Allein die Korrektur von sieben in der Studie näher untersuchten Fehlanreizen beinhaltet ein Energiesparpotenzial von 9 bis 10 Terrawattstunden (TWh) pro Jahr, was knapp 5 Prozent des heutigen Schweizer Gesamtenergieverbrauchs entspricht. – Mit anderen Worten: Durch die Abschaffung oder Revision der Gesetzesartikel, die zum Mehrverbrauch an Energie animieren, könnte der Energiebedarf in der Schweiz massiv reduziert werden.
Dass nun ausgerechnet die SES das Ja-Lager der Umweltverbände zum neuen Stromgesetz, über das wir am 9. Juni 2024 abstimmen werden, anführt, ist absolut unverständlich. Handelt es sich doch bei der Vorlage («Mantelerlass») um ein Machwerk, das gleich in mehrfacher Hinsicht zusätzliche Fehlanreize in der Schweizer Energiepolitik produziert.
Wer das Feilen an den neuen Gesetzesartikeln mitverfolgt hat und sich die Mühe nimmt, die neuen Bestimmungen im Detail zu lesen, stellt mit grosser Verwunderung fest: Die Slogans für die Ja-Parole der Umweltverbände klingen wie ein Hohn und entspringen eher einem Wunschdenken als der Realität.
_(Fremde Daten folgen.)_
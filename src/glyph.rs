//! Letter to styled glyph mapping.
//!
//! Only ASCII Latin letters are remapped. Everything else, including digits
//! and text that is already styled, passes through unchanged, so the output
//! always has exactly as many scalar values as the input.

use log::debug;

use crate::resolve::{resolve, Selector};
use crate::style::Style;

/// Maps a single character into `style`.
///
/// ```rust
/// use letterform::{map_char, Style};
///
/// assert_eq!(map_char('A', Style::BoldSerif), '\u{1D400}');
/// assert_eq!(map_char('C', Style::DoubleStruck), 'ℂ');
/// assert_eq!(map_char('7', Style::Monospace), '7');
/// ```
pub fn map_char(c: char, style: Style) -> char {
    let block = style.block();

    if let Some(target) = block.exception(c) {
        return target;
    }

    let code_point = match c {
        'A'..='Z' => block.upper_base + (c as u32 - 'A' as u32),
        'a'..='z' => block.lower_base + (c as u32 - 'a' as u32),
        _ => return c,
    };
    char::from_u32(code_point).unwrap_or(c)
}

/// Rewrites every ASCII letter of `text` in `style`.
///
/// ```rust
/// use letterform::{transform, Style};
///
/// assert_eq!(transform("Hello, World!", Style::Monospace), "𝙷𝚎𝚕𝚕𝚘, 𝚆𝚘𝚛𝚕𝚍!");
/// ```
pub fn transform(text: &str, style: Style) -> String {
    text.chars().map(|c| map_char(c, style)).collect()
}

/// Transforms `text` using a style named by its canonical id.
///
/// An id that names no style leaves the text unchanged. Use
/// [`transform_by_category`] to fall back to the default style instead.
///
/// ```rust
/// use letterform::transform_explicit;
///
/// assert_eq!(transform_explicit("abc", "fraktur"), "𝔞𝔟𝔠");
/// assert_eq!(transform_explicit("abc", "unknown"), "abc");
/// ```
pub fn transform_explicit(text: &str, style_id: &str) -> String {
    match style_id.parse::<Style>() {
        Ok(style) => transform(text, style),
        Err(err) => {
            debug!("{}, leaving text unchanged", err);
            text.to_string()
        }
    }
}

/// Resolves `selector` and transforms `text` with the result.
///
/// Selectors that match no rule use [`Style::BoldSansSerif`].
///
/// ```rust
/// use letterform::{transform_by_category, Selector};
///
/// assert_eq!(transform_by_category("abc", &Selector::from("serif")), "𝔞𝔟𝔠");
/// assert_eq!(transform_by_category("abc", &Selector::from("unknown")), "𝗮𝗯𝗰");
/// ```
pub fn transform_by_category(text: &str, selector: &Selector) -> String {
    transform(text, resolve(selector))
}
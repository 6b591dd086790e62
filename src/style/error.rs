//! Style parsing errors.

/// Error returned when a string does not name a known style.
#[derive(Debug, Clone, PartialEq, Eq)]
pub enum ParseStyleError {
    /// The input was empty or only whitespace
    Empty,
    /// The input is not one of the canonical style ids
    Unknown { name: String },
}

impl std::fmt::Display for ParseStyleError {
    fn fmt(&self, f: &mut std::fmt::Formatter<'_>) -> std::fmt::Result {
        match self {
            ParseStyleError::Empty => write!(f, "style name is empty"),
            ParseStyleError::Unknown { name } => {
                write!(f, "unknown style '{}'", name)
            }
        }
    }
}

impl std::error::Error for ParseStyleError {}

#[cfg(test)]
mod tests {
    use super::*;

    #[test]
    fn test_unknown_error_display() {
        let err = ParseStyleError::Unknown {
            name: "gothic".to_string(),
        };
        let msg = err.to_string();
        assert!(msg.contains("unknown"));
        assert!(msg.contains("gothic"));
    }

    #[test]
    fn test_empty_error_display() {
        assert_eq!(ParseStyleError::Empty.to_string(), "style name is empty");
    }
}
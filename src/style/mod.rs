//! Style identifiers and their code point tables.
//!
//! - [`Style`]: the closed set of decorative styles
//! - [`StyleBlock`]: where a style's letters live in Unicode
//! - [`ParseStyleError`]: returned when a string names no style

mod block;
mod error;
#[allow(clippy::module_inception)]
mod style;

pub use block::StyleBlock;
pub use error::ParseStyleError;
pub use style::Style;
So wird etwa in Bezug auf Solaranlagen behauptet: «Über 80 Prozent der Anlagen entstehen auf Gebäuden und bestehender Infrastruktur.» – Stimmt nicht. Fakt ist: Die angedachte Solar-Pflicht für Fassaden und Dächer hatte im Parlament keine Chance. Was davon übrig blieb ist einzig die Vorschrift, dass beim «Bau neuer Gebäude mit einer anrechenbaren Gebäudefläche von mehr als 300m²» eine Photovoltaik oder Solarthermieanlage zu erstellen sei. Und noch da ermöglicht das Gesetz die Gewährung von Ausnahmen.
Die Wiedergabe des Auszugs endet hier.